Repeated root

In mathematics, repeated roots (or multiple roots) refer to the situation where a polynomial equation has the same root (solution) more than once. This typically occurs in quadratic, cubic, or higher-degree equations when a factor is squared or raised to a higher power.^[1]

Historically, the concept of repeated roots has roots in the development of polynomial equations and their solutions, dating back to ancient civilizations.^[2] The Babylonians and Greeks laid the groundwork for algebraic thought.^[3] The connection between roots and the geometric representation of polynomials was explored during the Renaissance, as mathematicians sought to visualize the solutions on the Cartesian plane.^[2] In the 18th century, the development of calculus by Newton and Leibniz brought a new understanding of polynomial functions and their derivatives. This led to deeper insights into the behavior of polynomials, including the implications of repeated roots on graph behavior, such as tangency to the x-axis.^[4] The formalization of the Fundamental Theorem of Algebra in the 19th century established that every polynomial equation has as many roots as its degree, considering multiplicities. This theorem solidified the importance of repeated roots in the study of polynomials, influencing both theoretical mathematics and practical applications in fields such as engineering and physics.^[5] As mathematics continued to evolve, repeated roots remained a fundamental concept, integral to the understanding of polynomial behavior and solutions.^[6]

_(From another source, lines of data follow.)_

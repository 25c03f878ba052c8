use std::fs::File;
use std::io::{BufRead, BufReader};
use std::path::{Path, PathBuf};

use dashmap::DashMap;

use super::{Result, RuntimeError, StatsProvider};
use crate::fsutil;
use crate::stats::{
    self, CpuStat, KeyValueStat, MemoryLimit, MemoryUsage, SingleLineStat, WorkloadStats,
};
use crate::workload::{SandboxID, WorkloadID};

/// A workload tracked by [`CgroupRuntime`].
#[derive(Debug, Clone)]
struct MonitoredWorkload {
    pid: u32,
    cgroup_dir: PathBuf,
}

/// A [`StatsProvider`] reading cgroup v2 files of registered workloads.
///
/// The sandbox of a workload is its pid, so it pairs with
/// [`ProcNetController`](crate::network::ProcNetController).
#[derive(Debug)]
pub struct CgroupRuntime {
    rootfs: PathBuf,
    cgroup_root: PathBuf,
    workloads: DashMap<WorkloadID, MonitoredWorkload>,
}

impl CgroupRuntime {
    /// Creates a runtime resolving `proc/` below `rootfs` and cgroups below `cgroup_root`.
    pub fn new(rootfs: impl Into<PathBuf>, cgroup_root: impl Into<PathBuf>) -> Self {
        Self {
            rootfs: rootfs.into(),
            cgroup_root: cgroup_root.into(),
            workloads: DashMap::new(),
        }
    }

    /// Registers the workload whose init process is `pid`.
    ///
    /// The cgroup directory is resolved from `/proc/<pid>/cgroup`.
    ///
    /// # Errors
    ///
    /// Returns an error if the cgroup file cannot be read or has no cgroup v2 entry.
    pub fn register(&self, id: WorkloadID, pid: u32) -> Result<()> {
        let cgroup_dir = self.resolve_cgroup_dir(pid)?;
        log::debug!("registered workload {id}: pid={pid}, cgroup={}", cgroup_dir.display());
        self.register_with_cgroup(id, pid, cgroup_dir);
        Ok(())
    }

    /// Registers a workload with an already known cgroup directory.
    pub fn register_with_cgroup(&self, id: WorkloadID, pid: u32, cgroup_dir: impl Into<PathBuf>) {
        self.workloads.insert(
            id,
            MonitoredWorkload {
                pid,
                cgroup_dir: cgroup_dir.into(),
            },
        );
    }

    pub fn unregister(&self, id: &WorkloadID) {
        self.workloads.remove(id);
    }

    fn resolve_cgroup_dir(&self, pid: u32) -> Result<PathBuf> {
        let path = self.rootfs.join(format!("proc/{pid}/cgroup"));
        let mut buf = fsutil::open_file_reader(&path)?;
        let mut line = String::with_capacity(255);

        loop {
            line.clear();
            let n = buf
                .read_line(&mut line)
                .map_err(|source| RuntimeError::ReadCgroupFile {
                    path: path.clone(),
                    source,
                })?;
            if n == 0 {
                return Err(RuntimeError::MissingUnifiedHierarchy { path });
            }

            let cgl = parse_cgroup_line(&line).map_err(|source| RuntimeError::InvalidCgroupLine {
                path: path.clone(),
                source,
            })?;
            if cgl.hierarchy_id != 0 || !cgl.controller_list.is_empty() {
                log::trace!("skipping cgroup v1 entry `{}`", line.trim());
                continue;
            }

            let cgroup_path = cgl.cgroup_path.strip_prefix('/').unwrap_or(cgl.cgroup_path);
            return Ok(self.cgroup_root.join(cgroup_path));
        }
    }
}

fn read_stat<T>(
    dir: &Path,
    file: &str,
    parse: impl FnOnce(&mut BufReader<File>) -> stats::Result<T>,
) -> Result<Option<T>> {
    let path = dir.join(file);
    let Some(mut reader) = fsutil::open_optional_file_reader(&path)? else {
        return Ok(None);
    };
    parse(&mut reader)
        .map(Some)
        .map_err(|source| RuntimeError::Parse { path, source })
}

fn read_workload_stats(cgroup_dir: &Path) -> Result<WorkloadStats> {
    Ok(WorkloadStats {
        cpu_stat: read_stat(cgroup_dir, "cpu.stat", CpuStat::from_reader)?,
        memory_usage: read_stat(cgroup_dir, "memory.current", |r| {
            <MemoryUsage as SingleLineStat>::from_reader(r)
        })?,
        memory_limit: read_stat(cgroup_dir, "memory.max", |r| {
            <MemoryLimit as SingleLineStat>::from_reader(r)
        })?,
    })
}

impl StatsProvider for CgroupRuntime {
    fn stats(&self, id: &WorkloadID) -> Result<WorkloadStats> {
        let cgroup_dir = self
            .workloads
            .get(id)
            .map(|w| w.cgroup_dir.clone())
            .ok_or_else(|| RuntimeError::UnknownWorkload(id.clone()))?;

        if !cgroup_dir.is_dir() {
            return Err(RuntimeError::NotRunning(id.clone()));
        }

        // The cgroup may vanish while its files are read.
        match read_workload_stats(&cgroup_dir) {
            Err(_) if !cgroup_dir.is_dir() => Err(RuntimeError::NotRunning(id.clone())),
            stats => stats,
        }
    }

    fn sandbox_id(&self, id: &WorkloadID) -> Option<SandboxID> {
        self.workloads
            .get(id)
            .map(|w| SandboxID::new(w.pid.to_string()))
    }
}

#[derive(Debug, thiserror::Error)]
pub enum CgroupLineError {
    #[error("invalid cgroup line format: {0}")]
    InvalidFormat(String),
    #[error("invalid hierarchy id in cgroup line: {0}")]
    InvalidHierarchyID(String),
    #[error("too many separators: {0}")]
    TooManySeparators(String),
}

/// One line of `/proc/<pid>/cgroup`: `<hierarchy-id>:<controller-list>:<cgroup-path>`.
///
/// For cgroup v2 the hierarchy id is always `0` and the controller list is empty.
#[derive(Debug, PartialEq, Eq)]
pub struct CgroupLine<'a> {
    pub hierarchy_id: u32,
    pub controller_list: Vec<&'a str>,
    pub cgroup_path: &'a str,
}

pub fn parse_cgroup_line(line: &str) -> std::result::Result<CgroupLine<'_>, CgroupLineError> {
    let line = line.trim_end();
    let mut it = line.split(':');
    let hierarchy_id = it
        .next()
        .ok_or_else(|| CgroupLineError::InvalidFormat(line.to_owned()))?
        .parse::<u32>()
        .map_err(|_| CgroupLineError::InvalidHierarchyID(line.to_owned()))?;
    let controller_list = it
        .next()
        .ok_or_else(|| CgroupLineError::InvalidFormat(line.to_owned()))?;
    let controller_list: Vec<&str> = if controller_list.is_empty() {
        Vec::default()
    } else {
        controller_list.split(',').collect()
    };
    let cgroup_path = it
        .next()
        .ok_or_else(|| CgroupLineError::InvalidFormat(line.to_owned()))?;
    if it.next().is_some() {
        return Err(CgroupLineError::TooManySeparators(line.to_owned()));
    }

    Ok(CgroupLine {
        hierarchy_id,
        controller_list,
        cgroup_path,
    })
}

Consider the quadratic equation:

${\displaystyle (x-2)^{2}=0}$

Here, the factor (x−2) appears twice, meaning that x=2 is a repeated root (also called a double root). Expanding the equation:

${\displaystyle (x-2)(x-2)=0}$

${\displaystyle x^{2}-4x+4=0}$

The discriminant (Δ) of a quadratic equation ax2+bx+c=0 helps to determine whether there are repeated roots:

${\displaystyle \Delta =b^{2}-4ac}$

If Δ=0, the equation has one repeated (double) root.

For the equation x2−4x+4=0:

${\displaystyle \Delta =(-4)^{2}-4(1)(4)=16-16=0}$

Since the discriminant is zero, this confirms that x=2 is a repeated root.

In higher-degree polynomials, repeated roots occur when a factor is raised to a power greater than one. For example:

${\displaystyle (x-3)^{3}=0}$

In this case, x=3 is a triple root, meaning the solution x=3 is counted three times.

• The graph of the polynomial touches the x-axis at the repeated root but does not cross it.
• The behavior of the function around repeated roots is "flatter" compared to simple roots.